(TASK PROMPT): From the data below, copy out every line in which the word "decimals" occurs.

_____

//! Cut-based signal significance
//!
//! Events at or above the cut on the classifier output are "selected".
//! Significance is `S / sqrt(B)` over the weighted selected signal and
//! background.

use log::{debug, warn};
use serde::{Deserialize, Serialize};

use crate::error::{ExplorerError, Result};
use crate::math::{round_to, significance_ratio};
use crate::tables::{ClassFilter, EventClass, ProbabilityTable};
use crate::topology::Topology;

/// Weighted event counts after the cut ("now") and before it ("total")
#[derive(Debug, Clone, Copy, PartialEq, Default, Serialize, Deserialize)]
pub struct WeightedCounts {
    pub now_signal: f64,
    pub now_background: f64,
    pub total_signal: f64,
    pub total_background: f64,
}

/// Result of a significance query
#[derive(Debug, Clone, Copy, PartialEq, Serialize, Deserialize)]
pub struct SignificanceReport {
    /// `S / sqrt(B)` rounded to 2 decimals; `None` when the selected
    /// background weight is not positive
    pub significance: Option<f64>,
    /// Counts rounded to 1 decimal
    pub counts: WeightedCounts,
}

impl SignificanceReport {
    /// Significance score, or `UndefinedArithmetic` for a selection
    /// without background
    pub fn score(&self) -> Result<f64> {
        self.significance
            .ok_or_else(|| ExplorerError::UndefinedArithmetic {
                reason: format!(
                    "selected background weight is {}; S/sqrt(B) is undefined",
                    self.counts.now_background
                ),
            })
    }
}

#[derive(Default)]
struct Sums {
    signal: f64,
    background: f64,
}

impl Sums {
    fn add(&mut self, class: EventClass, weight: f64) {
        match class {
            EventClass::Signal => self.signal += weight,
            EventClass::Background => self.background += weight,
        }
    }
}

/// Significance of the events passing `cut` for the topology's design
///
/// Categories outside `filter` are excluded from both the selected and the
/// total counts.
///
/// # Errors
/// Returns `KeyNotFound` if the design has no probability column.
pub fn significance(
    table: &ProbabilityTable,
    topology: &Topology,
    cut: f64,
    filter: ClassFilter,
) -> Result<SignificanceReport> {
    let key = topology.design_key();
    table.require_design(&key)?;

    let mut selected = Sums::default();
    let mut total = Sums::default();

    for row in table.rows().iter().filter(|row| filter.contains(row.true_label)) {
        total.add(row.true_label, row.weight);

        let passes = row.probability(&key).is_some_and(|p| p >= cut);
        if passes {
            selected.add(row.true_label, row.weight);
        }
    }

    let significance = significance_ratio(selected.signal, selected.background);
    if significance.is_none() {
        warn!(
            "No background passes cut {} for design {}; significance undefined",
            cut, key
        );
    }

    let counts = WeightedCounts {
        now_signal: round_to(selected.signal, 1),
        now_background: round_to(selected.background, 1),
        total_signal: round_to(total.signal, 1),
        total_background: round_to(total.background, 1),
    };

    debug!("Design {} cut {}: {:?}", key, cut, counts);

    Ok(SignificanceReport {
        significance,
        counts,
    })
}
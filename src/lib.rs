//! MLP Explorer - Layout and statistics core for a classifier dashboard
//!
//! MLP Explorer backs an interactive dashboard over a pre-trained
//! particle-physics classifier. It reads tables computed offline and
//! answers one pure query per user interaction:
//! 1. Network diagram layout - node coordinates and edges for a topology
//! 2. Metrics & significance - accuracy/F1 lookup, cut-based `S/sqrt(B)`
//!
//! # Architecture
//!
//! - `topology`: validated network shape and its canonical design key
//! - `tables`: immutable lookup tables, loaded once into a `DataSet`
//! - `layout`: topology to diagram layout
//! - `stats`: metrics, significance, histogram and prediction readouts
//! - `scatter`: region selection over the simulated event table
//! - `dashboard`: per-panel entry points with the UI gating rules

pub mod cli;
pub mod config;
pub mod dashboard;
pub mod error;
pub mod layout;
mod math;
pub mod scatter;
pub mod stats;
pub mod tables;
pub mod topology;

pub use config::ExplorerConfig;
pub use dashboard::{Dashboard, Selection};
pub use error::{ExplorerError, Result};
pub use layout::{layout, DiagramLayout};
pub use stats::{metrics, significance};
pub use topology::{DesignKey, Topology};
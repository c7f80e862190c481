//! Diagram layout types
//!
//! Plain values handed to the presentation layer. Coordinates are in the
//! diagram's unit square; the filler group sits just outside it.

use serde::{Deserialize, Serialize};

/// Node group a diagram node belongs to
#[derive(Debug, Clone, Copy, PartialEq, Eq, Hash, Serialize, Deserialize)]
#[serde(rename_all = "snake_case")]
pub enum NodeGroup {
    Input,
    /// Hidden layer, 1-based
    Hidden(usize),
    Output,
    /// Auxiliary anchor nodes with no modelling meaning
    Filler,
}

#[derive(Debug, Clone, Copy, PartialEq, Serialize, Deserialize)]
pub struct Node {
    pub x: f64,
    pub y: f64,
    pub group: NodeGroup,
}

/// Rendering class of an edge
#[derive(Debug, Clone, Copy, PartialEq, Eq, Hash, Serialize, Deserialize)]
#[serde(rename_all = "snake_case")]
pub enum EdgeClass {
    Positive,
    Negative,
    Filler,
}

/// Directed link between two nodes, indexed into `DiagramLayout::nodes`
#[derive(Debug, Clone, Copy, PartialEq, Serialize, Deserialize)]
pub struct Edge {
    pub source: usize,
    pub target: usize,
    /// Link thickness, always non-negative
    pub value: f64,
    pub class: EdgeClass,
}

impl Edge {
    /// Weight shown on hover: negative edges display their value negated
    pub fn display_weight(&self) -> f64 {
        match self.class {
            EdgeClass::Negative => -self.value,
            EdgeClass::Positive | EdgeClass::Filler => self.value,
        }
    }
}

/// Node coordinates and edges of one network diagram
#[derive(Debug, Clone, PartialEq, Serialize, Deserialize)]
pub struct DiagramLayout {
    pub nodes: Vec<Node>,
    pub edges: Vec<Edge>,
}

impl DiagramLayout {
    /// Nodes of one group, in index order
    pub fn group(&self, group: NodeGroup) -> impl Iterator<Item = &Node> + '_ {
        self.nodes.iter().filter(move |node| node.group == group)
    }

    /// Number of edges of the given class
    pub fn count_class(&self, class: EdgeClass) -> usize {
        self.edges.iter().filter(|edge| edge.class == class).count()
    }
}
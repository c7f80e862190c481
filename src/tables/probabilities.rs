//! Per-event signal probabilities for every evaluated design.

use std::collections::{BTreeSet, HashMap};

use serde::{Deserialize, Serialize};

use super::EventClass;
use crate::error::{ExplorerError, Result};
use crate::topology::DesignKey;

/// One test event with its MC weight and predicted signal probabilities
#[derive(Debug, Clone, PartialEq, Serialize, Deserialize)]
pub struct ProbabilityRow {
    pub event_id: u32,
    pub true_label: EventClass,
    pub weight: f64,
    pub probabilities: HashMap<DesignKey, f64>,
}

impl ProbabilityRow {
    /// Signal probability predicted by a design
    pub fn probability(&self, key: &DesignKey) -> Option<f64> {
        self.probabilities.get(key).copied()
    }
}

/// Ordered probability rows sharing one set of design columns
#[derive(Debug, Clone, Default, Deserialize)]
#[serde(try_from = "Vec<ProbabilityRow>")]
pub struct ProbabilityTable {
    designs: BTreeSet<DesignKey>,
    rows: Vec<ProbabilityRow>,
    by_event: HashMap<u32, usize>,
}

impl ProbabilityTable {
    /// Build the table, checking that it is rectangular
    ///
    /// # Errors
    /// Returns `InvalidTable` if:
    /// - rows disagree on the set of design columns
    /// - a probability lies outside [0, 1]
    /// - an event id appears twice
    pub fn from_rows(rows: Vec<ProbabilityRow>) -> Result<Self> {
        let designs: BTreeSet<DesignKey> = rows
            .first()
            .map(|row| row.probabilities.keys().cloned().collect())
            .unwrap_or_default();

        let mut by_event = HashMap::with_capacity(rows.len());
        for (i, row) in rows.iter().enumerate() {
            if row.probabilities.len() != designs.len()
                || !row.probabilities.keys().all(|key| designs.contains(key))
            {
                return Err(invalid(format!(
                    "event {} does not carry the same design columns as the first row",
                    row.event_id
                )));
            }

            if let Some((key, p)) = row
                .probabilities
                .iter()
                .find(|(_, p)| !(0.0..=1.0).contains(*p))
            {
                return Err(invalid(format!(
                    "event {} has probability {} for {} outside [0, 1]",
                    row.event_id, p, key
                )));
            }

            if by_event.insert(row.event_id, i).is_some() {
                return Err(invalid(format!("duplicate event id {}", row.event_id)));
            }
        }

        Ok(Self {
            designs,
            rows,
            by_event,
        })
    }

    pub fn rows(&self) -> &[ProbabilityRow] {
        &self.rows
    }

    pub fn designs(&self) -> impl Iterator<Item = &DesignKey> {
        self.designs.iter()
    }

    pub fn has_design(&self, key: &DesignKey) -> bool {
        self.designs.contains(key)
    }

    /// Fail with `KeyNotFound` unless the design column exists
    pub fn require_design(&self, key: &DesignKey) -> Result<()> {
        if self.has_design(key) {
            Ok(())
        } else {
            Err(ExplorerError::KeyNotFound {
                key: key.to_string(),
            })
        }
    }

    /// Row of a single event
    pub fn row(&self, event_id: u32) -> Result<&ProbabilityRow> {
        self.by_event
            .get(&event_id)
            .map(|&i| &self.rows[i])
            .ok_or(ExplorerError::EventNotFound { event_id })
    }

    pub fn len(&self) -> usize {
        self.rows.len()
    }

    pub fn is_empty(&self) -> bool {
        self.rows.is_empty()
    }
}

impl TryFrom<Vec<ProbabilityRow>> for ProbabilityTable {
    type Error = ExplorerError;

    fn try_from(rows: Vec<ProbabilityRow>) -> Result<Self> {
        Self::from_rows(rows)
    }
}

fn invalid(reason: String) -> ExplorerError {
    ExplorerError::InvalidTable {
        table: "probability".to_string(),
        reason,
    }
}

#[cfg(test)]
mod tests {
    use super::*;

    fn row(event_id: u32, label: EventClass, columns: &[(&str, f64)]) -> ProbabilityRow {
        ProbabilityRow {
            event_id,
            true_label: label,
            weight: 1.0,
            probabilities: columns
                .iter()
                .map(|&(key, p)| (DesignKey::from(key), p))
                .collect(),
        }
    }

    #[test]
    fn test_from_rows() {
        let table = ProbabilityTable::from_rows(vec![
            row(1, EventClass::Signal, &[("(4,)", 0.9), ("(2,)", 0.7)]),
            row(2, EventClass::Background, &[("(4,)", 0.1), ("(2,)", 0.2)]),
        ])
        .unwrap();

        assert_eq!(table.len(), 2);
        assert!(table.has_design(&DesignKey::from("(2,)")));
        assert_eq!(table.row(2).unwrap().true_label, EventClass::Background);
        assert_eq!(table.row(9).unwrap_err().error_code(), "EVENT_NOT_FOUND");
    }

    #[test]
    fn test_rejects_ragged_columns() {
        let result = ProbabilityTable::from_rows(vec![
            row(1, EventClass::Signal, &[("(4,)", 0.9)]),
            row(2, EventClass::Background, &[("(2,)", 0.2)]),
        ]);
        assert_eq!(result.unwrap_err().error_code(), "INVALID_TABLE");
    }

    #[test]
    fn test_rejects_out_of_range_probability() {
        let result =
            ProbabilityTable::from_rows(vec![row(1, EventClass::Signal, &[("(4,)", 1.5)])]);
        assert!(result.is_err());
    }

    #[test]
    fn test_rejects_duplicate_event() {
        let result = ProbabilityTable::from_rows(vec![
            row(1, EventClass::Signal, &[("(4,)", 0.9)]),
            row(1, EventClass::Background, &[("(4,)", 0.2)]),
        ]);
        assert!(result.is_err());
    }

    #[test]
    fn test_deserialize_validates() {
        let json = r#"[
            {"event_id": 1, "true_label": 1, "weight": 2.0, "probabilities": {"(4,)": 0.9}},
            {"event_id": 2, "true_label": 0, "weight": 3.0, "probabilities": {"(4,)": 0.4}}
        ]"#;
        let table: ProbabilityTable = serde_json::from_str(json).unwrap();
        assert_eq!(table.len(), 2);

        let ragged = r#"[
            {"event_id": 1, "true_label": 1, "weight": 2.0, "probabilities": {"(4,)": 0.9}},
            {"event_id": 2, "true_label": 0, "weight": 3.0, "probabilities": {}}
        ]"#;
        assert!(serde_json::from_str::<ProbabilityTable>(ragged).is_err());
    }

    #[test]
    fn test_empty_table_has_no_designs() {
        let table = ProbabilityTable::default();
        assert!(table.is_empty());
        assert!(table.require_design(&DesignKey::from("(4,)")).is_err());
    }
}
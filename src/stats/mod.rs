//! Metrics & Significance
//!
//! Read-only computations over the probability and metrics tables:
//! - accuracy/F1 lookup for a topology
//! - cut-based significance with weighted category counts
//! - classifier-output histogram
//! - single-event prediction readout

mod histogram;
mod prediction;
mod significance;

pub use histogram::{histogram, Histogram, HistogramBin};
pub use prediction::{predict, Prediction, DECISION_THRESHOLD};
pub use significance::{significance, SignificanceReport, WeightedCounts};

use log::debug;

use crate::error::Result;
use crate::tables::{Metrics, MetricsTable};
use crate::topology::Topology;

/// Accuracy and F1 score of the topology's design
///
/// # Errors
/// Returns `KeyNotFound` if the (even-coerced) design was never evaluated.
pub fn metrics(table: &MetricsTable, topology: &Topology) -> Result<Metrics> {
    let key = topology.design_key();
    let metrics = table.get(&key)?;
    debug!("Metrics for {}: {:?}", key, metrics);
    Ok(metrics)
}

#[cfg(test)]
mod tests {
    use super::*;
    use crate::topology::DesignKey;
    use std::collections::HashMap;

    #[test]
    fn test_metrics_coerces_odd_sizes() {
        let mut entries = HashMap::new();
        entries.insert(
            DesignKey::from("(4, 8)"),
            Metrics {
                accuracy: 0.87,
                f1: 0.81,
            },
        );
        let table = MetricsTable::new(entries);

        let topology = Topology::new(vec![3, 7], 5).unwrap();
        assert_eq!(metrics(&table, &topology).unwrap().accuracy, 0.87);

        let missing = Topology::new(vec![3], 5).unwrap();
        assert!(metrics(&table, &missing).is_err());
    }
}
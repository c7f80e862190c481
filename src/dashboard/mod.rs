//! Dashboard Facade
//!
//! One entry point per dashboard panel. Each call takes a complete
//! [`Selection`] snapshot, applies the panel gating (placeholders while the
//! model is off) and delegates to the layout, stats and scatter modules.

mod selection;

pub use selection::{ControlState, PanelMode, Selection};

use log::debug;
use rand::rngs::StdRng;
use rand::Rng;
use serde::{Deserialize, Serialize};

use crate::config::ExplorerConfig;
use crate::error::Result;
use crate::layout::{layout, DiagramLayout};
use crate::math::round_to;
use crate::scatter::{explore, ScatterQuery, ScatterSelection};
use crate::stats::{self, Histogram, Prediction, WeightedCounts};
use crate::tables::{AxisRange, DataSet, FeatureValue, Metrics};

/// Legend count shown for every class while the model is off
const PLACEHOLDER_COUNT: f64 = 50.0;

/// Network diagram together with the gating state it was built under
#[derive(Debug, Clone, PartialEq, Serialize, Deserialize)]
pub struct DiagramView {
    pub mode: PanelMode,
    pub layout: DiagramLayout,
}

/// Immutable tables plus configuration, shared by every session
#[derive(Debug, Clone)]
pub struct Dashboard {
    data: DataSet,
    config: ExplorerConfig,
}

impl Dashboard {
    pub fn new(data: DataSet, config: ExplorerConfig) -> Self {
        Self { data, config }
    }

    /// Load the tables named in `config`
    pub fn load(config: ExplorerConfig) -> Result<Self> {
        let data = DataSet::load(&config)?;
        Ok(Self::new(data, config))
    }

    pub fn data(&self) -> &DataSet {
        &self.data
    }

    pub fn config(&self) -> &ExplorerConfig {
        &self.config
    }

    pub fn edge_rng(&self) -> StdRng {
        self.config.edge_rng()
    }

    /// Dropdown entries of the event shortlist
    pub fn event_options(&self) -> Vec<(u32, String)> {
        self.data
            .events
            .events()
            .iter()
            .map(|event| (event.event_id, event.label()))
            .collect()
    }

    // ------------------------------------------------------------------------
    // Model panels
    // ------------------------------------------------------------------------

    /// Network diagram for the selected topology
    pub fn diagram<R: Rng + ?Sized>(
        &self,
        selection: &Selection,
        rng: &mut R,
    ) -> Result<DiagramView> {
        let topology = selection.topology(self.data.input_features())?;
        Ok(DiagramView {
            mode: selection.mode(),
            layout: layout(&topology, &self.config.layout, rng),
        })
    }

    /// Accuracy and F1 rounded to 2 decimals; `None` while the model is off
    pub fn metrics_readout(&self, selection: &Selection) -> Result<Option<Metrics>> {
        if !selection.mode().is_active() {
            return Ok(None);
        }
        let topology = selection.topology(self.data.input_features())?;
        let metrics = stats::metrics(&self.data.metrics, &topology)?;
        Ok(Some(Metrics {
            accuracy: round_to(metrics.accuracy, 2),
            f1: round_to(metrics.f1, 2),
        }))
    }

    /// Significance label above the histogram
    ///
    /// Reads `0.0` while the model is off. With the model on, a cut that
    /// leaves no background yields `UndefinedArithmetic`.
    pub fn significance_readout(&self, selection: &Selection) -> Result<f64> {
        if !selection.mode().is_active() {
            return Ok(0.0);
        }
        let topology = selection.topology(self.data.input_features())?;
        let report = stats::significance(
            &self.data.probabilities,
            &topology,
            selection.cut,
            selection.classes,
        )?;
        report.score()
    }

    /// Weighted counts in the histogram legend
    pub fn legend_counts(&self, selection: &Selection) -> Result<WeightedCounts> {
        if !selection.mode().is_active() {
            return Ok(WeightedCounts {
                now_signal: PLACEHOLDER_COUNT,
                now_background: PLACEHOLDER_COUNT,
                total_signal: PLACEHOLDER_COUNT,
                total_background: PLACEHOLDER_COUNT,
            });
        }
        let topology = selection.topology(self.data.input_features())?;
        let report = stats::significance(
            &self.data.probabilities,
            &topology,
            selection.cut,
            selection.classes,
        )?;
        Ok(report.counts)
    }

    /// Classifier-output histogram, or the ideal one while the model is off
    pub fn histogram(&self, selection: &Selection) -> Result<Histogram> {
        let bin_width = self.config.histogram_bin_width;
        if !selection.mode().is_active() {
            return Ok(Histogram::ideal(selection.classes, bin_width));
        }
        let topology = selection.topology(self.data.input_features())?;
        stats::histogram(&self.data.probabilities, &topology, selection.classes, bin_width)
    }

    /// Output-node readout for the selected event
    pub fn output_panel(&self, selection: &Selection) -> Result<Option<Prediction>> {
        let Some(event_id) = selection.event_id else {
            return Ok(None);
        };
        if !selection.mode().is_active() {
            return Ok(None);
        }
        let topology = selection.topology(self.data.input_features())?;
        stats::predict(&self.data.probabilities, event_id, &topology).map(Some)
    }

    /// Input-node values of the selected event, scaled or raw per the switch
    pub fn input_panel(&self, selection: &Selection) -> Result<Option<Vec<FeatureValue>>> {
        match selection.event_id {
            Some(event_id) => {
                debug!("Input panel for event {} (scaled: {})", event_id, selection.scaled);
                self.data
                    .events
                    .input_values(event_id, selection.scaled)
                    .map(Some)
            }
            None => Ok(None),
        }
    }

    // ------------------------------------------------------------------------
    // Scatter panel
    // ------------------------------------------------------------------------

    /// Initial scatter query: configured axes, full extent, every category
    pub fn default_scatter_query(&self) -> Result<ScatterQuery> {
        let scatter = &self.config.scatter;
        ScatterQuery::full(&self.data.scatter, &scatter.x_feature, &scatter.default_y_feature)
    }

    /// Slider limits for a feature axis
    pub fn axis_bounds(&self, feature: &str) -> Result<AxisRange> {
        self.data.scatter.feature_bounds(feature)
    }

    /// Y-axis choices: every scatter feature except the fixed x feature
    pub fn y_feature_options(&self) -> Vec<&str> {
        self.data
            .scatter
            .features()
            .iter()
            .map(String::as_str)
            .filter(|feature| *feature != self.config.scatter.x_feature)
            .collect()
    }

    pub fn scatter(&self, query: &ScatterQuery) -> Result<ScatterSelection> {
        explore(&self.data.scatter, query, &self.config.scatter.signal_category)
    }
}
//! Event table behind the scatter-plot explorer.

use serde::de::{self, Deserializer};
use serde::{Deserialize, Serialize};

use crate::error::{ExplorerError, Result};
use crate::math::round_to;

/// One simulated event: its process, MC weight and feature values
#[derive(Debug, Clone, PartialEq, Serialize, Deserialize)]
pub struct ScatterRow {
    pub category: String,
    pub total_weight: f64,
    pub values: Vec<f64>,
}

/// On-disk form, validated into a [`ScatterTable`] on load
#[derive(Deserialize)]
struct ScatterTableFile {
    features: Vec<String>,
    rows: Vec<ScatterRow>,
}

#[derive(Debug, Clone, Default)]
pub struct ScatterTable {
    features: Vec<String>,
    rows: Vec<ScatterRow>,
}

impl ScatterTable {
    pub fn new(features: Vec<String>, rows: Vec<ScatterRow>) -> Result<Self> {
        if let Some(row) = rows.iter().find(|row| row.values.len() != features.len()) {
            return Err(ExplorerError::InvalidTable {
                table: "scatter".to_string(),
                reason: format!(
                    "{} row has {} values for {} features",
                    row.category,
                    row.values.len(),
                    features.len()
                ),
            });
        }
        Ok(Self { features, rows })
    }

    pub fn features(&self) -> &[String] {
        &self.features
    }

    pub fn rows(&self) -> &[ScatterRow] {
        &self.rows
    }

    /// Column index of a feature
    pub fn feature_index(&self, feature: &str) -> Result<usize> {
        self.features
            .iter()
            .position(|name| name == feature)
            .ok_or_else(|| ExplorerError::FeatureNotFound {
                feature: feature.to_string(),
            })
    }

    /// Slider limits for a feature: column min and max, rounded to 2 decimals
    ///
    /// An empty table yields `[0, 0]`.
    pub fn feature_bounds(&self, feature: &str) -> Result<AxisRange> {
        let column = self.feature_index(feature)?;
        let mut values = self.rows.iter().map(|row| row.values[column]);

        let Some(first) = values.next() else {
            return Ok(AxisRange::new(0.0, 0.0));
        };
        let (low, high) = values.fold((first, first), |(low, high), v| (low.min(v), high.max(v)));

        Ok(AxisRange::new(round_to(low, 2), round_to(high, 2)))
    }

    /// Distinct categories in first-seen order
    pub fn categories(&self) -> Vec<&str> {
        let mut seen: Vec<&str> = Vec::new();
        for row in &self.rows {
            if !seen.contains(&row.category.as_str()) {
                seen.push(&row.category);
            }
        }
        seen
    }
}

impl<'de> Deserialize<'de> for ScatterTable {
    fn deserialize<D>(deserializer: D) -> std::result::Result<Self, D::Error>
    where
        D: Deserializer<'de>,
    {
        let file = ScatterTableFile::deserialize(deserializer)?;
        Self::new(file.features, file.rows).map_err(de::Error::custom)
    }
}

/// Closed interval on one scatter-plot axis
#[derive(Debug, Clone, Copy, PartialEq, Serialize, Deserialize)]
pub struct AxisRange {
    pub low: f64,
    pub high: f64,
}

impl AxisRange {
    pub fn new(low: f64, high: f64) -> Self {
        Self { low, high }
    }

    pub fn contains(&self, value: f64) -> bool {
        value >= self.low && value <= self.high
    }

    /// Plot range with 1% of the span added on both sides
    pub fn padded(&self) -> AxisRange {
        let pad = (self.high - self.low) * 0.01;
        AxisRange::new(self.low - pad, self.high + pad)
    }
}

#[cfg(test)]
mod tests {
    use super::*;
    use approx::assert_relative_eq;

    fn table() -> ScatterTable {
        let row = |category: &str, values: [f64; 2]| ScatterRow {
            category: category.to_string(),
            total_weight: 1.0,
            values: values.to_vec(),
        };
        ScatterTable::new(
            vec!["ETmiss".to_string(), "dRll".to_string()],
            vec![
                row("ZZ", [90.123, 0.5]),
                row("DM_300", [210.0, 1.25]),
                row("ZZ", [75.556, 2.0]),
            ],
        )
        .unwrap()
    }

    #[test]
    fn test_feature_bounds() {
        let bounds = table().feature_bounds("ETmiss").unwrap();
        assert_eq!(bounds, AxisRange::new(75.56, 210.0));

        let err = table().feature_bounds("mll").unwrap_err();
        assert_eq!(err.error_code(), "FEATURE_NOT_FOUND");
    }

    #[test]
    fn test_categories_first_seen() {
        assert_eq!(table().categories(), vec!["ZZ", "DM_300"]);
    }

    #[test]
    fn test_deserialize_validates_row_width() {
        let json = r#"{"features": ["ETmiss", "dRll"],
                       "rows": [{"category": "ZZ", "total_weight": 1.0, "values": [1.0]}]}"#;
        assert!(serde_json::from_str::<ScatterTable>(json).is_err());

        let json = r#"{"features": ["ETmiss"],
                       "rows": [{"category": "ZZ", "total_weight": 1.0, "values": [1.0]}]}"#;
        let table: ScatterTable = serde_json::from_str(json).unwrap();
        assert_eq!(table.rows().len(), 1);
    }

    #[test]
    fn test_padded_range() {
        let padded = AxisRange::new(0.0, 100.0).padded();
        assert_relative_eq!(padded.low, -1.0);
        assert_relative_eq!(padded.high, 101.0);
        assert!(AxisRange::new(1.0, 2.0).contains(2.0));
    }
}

_____

(SOLUTION FOR THIS TASK):
    /// `S / sqrt(B)` rounded to 2 decimals; `None` when the selected
    /// Accuracy and F1 rounded to 2 decimals; `None` while the model is off
    /// Slider limits for a feature: column min and max, rounded to 2 decimals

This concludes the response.